I've not everything King's written - there would hardly be enough days in the year to follow his prolific output - but I've read a fair bit, and one has had an impact above all others: The Stand.
This is the only one of King's novels I've read twice, despite its huge length (1,300 pages!) on top of which I've listened to the audio version so brilliantly read by Grover Gardner - all 47 hours of it.
What beguiled me as a teenager - the book was published in 1978, I read it in about 1983/4 at 12 or 13 - was what continues to beguile me now in King's writing: his peerless story-telling. Over those 1,000+ plus pages King spun a fantastical epic yarn featuring larger than life characters - including Randall Flagg, perhaps King's greatest villain - embroiled first in a quest for survival as the human population of the Earth is wiped out by a virus and then in an epic battle between good and evil.
King is the master of the set-up and this book is exhibit A. As the world falls, so the forces gather and we are introduced to the key characters as they move across the chess board ready to take their positions for the final reckoning.
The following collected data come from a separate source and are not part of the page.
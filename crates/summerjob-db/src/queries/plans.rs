//! Database query functions for the `plans` table.

use anyhow::{Context, Result};
use chrono::NaiveDate;
use sqlx::{PgConnection, PgPool};
use uuid::Uuid;

use crate::models::Plan;

/// Insert a new (unpublished) plan for `day`.
pub async fn insert_plan(pool: &PgPool, event_id: Uuid, day: NaiveDate) -> Result<Plan> {
    let plan = sqlx::query_as::<_, Plan>(
        "INSERT INTO plans (event_id, day) VALUES ($1, $2) RETURNING *",
    )
    .bind(event_id)
    .bind(day)
    .fetch_one(pool)
    .await
    .context("failed to insert plan")?;

    Ok(plan)
}

/// Fetch a plan by its ID.
pub async fn get_plan(pool: &PgPool, id: Uuid) -> Result<Option<Plan>> {
    let plan = sqlx::query_as::<_, Plan>("SELECT * FROM plans WHERE id = $1")
        .bind(id)
        .fetch_optional(pool)
        .await
        .context("failed to fetch plan")?;

    Ok(plan)
}

/// Fetch a plan and hold a row lock on it until the transaction ends.
///
/// Every plan-scoped mutation takes this lock first, so concurrent
/// reassignments within one plan serialize.
pub async fn lock_plan(conn: &mut PgConnection, id: Uuid) -> Result<Option<Plan>> {
    let plan = sqlx::query_as::<_, Plan>("SELECT * FROM plans WHERE id = $1 FOR UPDATE")
        .bind(id)
        .fetch_optional(conn)
        .await
        .context("failed to lock plan")?;

    Ok(plan)
}

/// List the plans of an event, ordered by day.
pub async fn list_plans_for_event(pool: &PgPool, event_id: Uuid) -> Result<Vec<Plan>> {
    let plans = sqlx::query_as::<_, Plan>("SELECT * FROM plans WHERE event_id = $1 ORDER BY day")
        .bind(event_id)
        .fetch_all(pool)
        .await
        .context("failed to list plans")?;

    Ok(plans)
}

/// Find the plan of an event for a given day.
pub async fn get_plan_for_day(
    pool: &PgPool,
    event_id: Uuid,
    day: NaiveDate,
) -> Result<Option<Plan>> {
    let plan = sqlx::query_as::<_, Plan>("SELECT * FROM plans WHERE event_id = $1 AND day = $2")
        .bind(event_id)
        .bind(day)
        .fetch_optional(pool)
        .await
        .context("failed to fetch plan for day")?;

    Ok(plan)
}

/// Set the published flag. Returns the number of rows affected.
pub async fn set_published(pool: &PgPool, id: Uuid, published: bool) -> Result<u64> {
    let result = sqlx::query("UPDATE plans SET published = $1 WHERE id = $2")
        .bind(published)
        .bind(id)
        .execute(pool)
        .await
        .context("failed to update plan published flag")?;

    Ok(result.rows_affected())
}

/// Delete a plan; its active jobs, memberships and rides cascade.
pub async fn delete_plan(pool: &PgPool, id: Uuid) -> Result<u64> {
    let result = sqlx::query("DELETE FROM plans WHERE id = $1")
        .bind(id)
        .execute(pool)
        .await
        .context("failed to delete plan")?;

    Ok(result.rows_affected())
}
The death of one character - no spoilers, just in case you've not read it yet - haunted me for years.
The Stand was the first post-Apocalypse novel I read and gave me another habit I maintained until now. Dystopian fiction is probably the sub genre I've reviewed the most on this sight, a list that includes Station 11, World Made by Hand, The Things That Keep Us Here, Last Light and Charlie Higson's YA series. I love The Walking Dead - despite the fact that every episode is essentially the same! I think of all of these in the context of The Stand which imprinted the interest in 'What If?' in me.